- _RECORD EXCERPTS_
··········

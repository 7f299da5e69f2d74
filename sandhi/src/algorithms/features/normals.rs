//! Surface normal estimation by local PCA.

use nalgebra::{Matrix3, Vector3};

use crate::core::kdtree::PointIndex;
use crate::core::types::{Point3D, PointCloud3D};

/// Configuration for normal estimation.
#[derive(Debug, Clone, Copy)]
pub struct NormalEstimatorConfig {
    /// Neighbourhood size (including the point itself).
    /// Default: 30
    pub neighbors: usize,

    /// Normals are flipped to face this point.
    /// Default: origin (sensor position)
    pub viewpoint: Point3D,
}

impl Default for NormalEstimatorConfig {
    fn default() -> Self {
        Self {
            neighbors: 30,
            viewpoint: Point3D::default(),
        }
    }
}

/// Per-point unit normals; `None` where the neighbourhood is degenerate.
pub type Normals = Vec<Option<Vector3<f32>>>;

/// Estimates normals from the smallest-eigenvalue eigenvector of each
/// point's neighbourhood covariance.
#[derive(Debug, Clone, Default)]
pub struct NormalEstimator {
    config: NormalEstimatorConfig,
}

impl NormalEstimator {
    pub fn new(config: NormalEstimatorConfig) -> Self {
        Self { config }
    }

    /// Estimate normals, building a fresh index over `cloud`.
    pub fn estimate(&self, cloud: &PointCloud3D) -> Normals {
        let index = PointIndex::build(cloud);
        self.estimate_with_index(cloud, &index)
    }

    /// Estimate normals using an existing index over the same cloud.
    pub fn estimate_with_index(&self, cloud: &PointCloud3D, index: &PointIndex) -> Normals {
        let k = self.config.neighbors.max(3);
        cloud
            .iter()
            .map(|p| {
                let neighbours: Vec<Point3D> = index
                    .nearest_n(p, k)
                    .into_iter()
                    .map(|(i, _)| cloud.points[i])
                    .collect();
                self.normal_from_neighbours(p, &neighbours)
            })
            .collect()
    }

    fn normal_from_neighbours(&self, p: &Point3D, neighbours: &[Point3D]) -> Option<Vector3<f32>> {
        if neighbours.len() < 3 {
            return None;
        }

        let n = neighbours.len() as f32;
        let centroid = neighbours
            .iter()
            .fold(Vector3::zeros(), |acc, q| acc + q.to_vector())
            / n;

        let mut cov = Matrix3::<f32>::zeros();
        for q in neighbours {
            let c = q.to_vector() - centroid;
            cov += c * c.transpose();
        }

        let eigen = cov.symmetric_eigen();
        let (min_idx, _) = eigen
            .eigenvalues
            .iter()
            .enumerate()
            .min_by(|a, b| a.1.total_cmp(b.1))?;

        // Rank < 2 neighbourhoods (all points on a line) have no defined normal
        let mut sorted: Vec<f32> = eigen.eigenvalues.iter().copied().collect();
        sorted.sort_by(f32::total_cmp);
        if sorted[1] <= f32::EPSILON * sorted[2].max(f32::MIN_POSITIVE) {
            return None;
        }

        let mut normal: Vector3<f32> = eigen.eigenvectors.column(min_idx).into_owned();
        let norm = normal.norm();
        if !norm.is_finite() || norm == 0.0 {
            return None;
        }
        normal /= norm;

        let to_view = self.config.viewpoint.to_vector() - p.to_vector();
        if normal.dot(&to_view) < 0.0 {
            normal = -normal;
        }
        Some(normal)
    }
}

··········

- _DESCRIPTION OF THE TASK_
Start at the line containing "sorted.sort_by(f32::total_cmp);" and copy each line through the last one in the records, exactly and with nothing added.

- _ANSWER SECTION_
        sorted.sort_by(f32::total_cmp);
        if sorted[1] <= f32::EPSILON * sorted[2].max(f32::MIN_POSITIVE) {
            return None;
        }

        let mut normal: Vector3<f32> = eigen.eigenvectors.column(min_idx).into_owned();
        let norm = normal.norm();
        if !norm.is_finite() || norm == 0.0 {
            return None;
        }
        normal /= norm;

        let to_view = self.config.viewpoint.to_vector() - p.to_vector();
        if normal.dot(&to_view) < 0.0 {
            normal = -normal;
        }
        Some(normal)
    }
}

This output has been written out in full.